A spokesman for Newtown CYSS, Alexandra Byrne (32), stated during a television interview at the height of the battle that if the government were to carry out its threat to close down the Newtown and other centres, protest of this kind could be expected state-wide.

‘CYSS centres don’t offer much,’ she stated, ‘but cutting them out is yet another blatant attack on the facilities offered to the unemployed, and the unemployed are going to start attacking back.’

In recent weeks, Newtown CYSS officers were informed that the centre would probably be closed due to a rationalization of government welfare funding.

Dr Byrne, who has a PhD in the history of unemployed organizations in the 1930s and is a Project Officer at Newtown CYSS claims however that the move to close down the Newtown Centre is political and a response to the fact that Newtown CYSS staff and unemployed have been active in organizing rallies against the alleged inadequacy of the dole. The reason for holding the demonstration at that time was that the main funding committee that controls CYSS was meeting last night to decide the future of the Newtown centre.

CENTRE GAINS REPRIEVE

The Chairman of last night’s Committee when contacted late last night at his home stated that after much deliberation the Newtown Centre had been allocated funds to continue its activities subject to review after 12 months, but asserted that this decision was taken independently of any pressure exerted by the Newtown youths.

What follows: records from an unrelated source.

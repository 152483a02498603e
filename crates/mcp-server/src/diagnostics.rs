//! Diagnostic side channel for the request handlers.
//!
//! Handlers never write to a logger directly; they report through a
//! [`DiagnosticSink`] so tests can assert on what was reported.

use log::Level;
use std::sync::{Mutex, PoisonError};

pub const LOG_TARGET: &str = "asana_mcp";

pub trait DiagnosticSink: Send + Sync {
    fn record(&self, level: Level, message: &str);

    fn info(&self, message: &str) {
        self.record(Level::Info, message);
    }

    fn warn(&self, message: &str) {
        self.record(Level::Warn, message);
    }

    fn error(&self, message: &str) {
        self.record(Level::Error, message);
    }
}

/// Forwards to the `log` facade (stderr via env_logger in the binary).
#[derive(Debug, Clone, Copy, Default)]
pub struct LogSink;

impl DiagnosticSink for LogSink {
    fn record(&self, level: Level, message: &str) {
        log::log!(target: LOG_TARGET, level, "{message}");
    }
}

#[derive(Debug, Clone, PartialEq, Eq)]
pub struct DiagnosticEntry {
    pub level: Level,
    pub message: String,
}

/// Keeps every entry in memory so tests can assert on what was reported.
#[derive(Debug, Default)]
pub struct MemorySink {
    entries: Mutex<Vec<DiagnosticEntry>>,
}

impl MemorySink {
    pub fn entries(&self) -> Vec<DiagnosticEntry> {
        self.entries
            .lock()
            .unwrap_or_else(PoisonError::into_inner)
            .clone()
    }

    /// True when some entry at `level` contains `needle`.
    pub fn contains(&self, level: Level, needle: &str) -> bool {
        self.entries
            .lock()
            .unwrap_or_else(PoisonError::into_inner)
            .iter()
            .any(|entry| entry.level == level && entry.message.contains(needle))
    }
}

impl DiagnosticSink for MemorySink {
    fn record(&self, level: Level, message: &str) {
        self.entries
            .lock()
            .unwrap_or_else(PoisonError::into_inner)
            .push(DiagnosticEntry {
                level,
                message: message.to_string(),
            });
    }
}
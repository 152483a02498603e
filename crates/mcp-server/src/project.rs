use crate::diagnostics::DiagnosticSink;
use crate::error::{HandlerError, RecordKind, Result};
use crate::format::{format_custom_field_settings, format_project};
use asana_client::{AsanaApi, RequestOptions};
use asana_protocol::NormalizedProject;
use serde_json::Value;

pub(crate) const PROJECT_FIELDS: &str = "name,gid,resource_type,created_at,modified_at,archived,public,notes,color,default_view,due_date,due_on,start_on,workspace,team";

pub(crate) const SECTION_FIELDS: &str = "name,gid,created_at";

pub(crate) const CUSTOM_FIELD_SETTING_FIELDS: &str = "custom_field.name,custom_field.gid,custom_field.resource_type,custom_field.type,custom_field.description,custom_field.enum_options,custom_field.enum_options.gid,custom_field.enum_options.name,custom_field.enum_options.enabled,custom_field.precision,custom_field.format";

/// Fetches a project and enriches it with sections and custom fields.
///
/// Only the project lookup itself can fail the call. Sections and custom field
/// settings are fetched one after the other, and each falls back to an empty
/// list (with a warning) when its request fails.
pub(crate) async fn load_project(
    api: &dyn AsanaApi,
    diagnostics: &dyn DiagnosticSink,
    project_gid: &str,
) -> Result<NormalizedProject> {
    let project = api
        .get_project(project_gid, &RequestOptions::fields(PROJECT_FIELDS))
        .await?
        .ok_or_else(|| HandlerError::not_found(RecordKind::Project, project_gid))?;

    let sections = match api
        .get_project_sections(project_gid, &RequestOptions::fields(SECTION_FIELDS))
        .await
    {
        Ok(sections) => sections,
        Err(err) => {
            diagnostics.warn(&format!(
                "Error fetching sections for project {project_gid}: {err}"
            ));
            Vec::new()
        }
    };

    let custom_fields = match api
        .get_project_custom_field_settings(
            project_gid,
            &RequestOptions::fields(CUSTOM_FIELD_SETTING_FIELDS),
        )
        .await
    {
        Ok(settings) => format_custom_field_settings(&Value::Array(settings)),
        Err(err) => {
            diagnostics.warn(&format!(
                "Error fetching custom fields for project {project_gid}: {err}"
            ));
            Vec::new()
        }
    };

    format_project(&project, &sections, custom_fields)
        .ok_or_else(|| HandlerError::not_found(RecordKind::Project, project_gid))
}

However Miss Diana Vassey (24) the representative of Newtown CYSS at the committee meeting, stated ‘We were losing hands down till we went out for the supper break and they saw the news on TV, and then when they came back in they voted the funds.’ When asked the reason for the change she said: ‘They seemed scared.’

One puzzling aspect of the demonstration is that it was held in Liberty Street Newtown, an ordinary residential street with no connection with the CYSS committee’s meeting place. When asked why it was not held at the CYSS headquarters and the press informed before the rally in the usual way, Miss Byrne replied that the unemployed would fight where they liked, and that ‘the press had all come anyway’.

Nobby reading it could hardly stop laughing. ‘Good work, girl.’ He shook Sharnda’s hand.

‘But it wasn’t a
real
demo,’ Noel objected.

‘Don’t be a pedant, Noel,’ Sharnda said. ‘If they believe it, then it was. Besides, when the cops got here it was real enough. I’ve got bruises all over. Where the hell were you two?’

‘Um,’ Evie said, suddenly remembering the film too and how she’d just dumped the camera.

But any immediate inquiry was stopped by a man who rode up on a bicycle. He was big, not tall like Nobby but built solid as a tank, and despite the June nip in the air was wearing an old blue work singlet and work shorts and thongs. His chest hair was curly and grey, sticking out above his singlet, and the hair on his head was wild and thick. You couldn’t help noticing his green eyes.

‘G’day,’ he said, nodding to Nobby as if he’d seen him only yesterday. ‘Had a feeling you might be here. When I seen it on the box last night I think to m’self, couldn’t just be a what-summy, coincidence. So I decide to ride over. Have to keep m’ weight down,’ he explained the bike, ‘ever since I retired.’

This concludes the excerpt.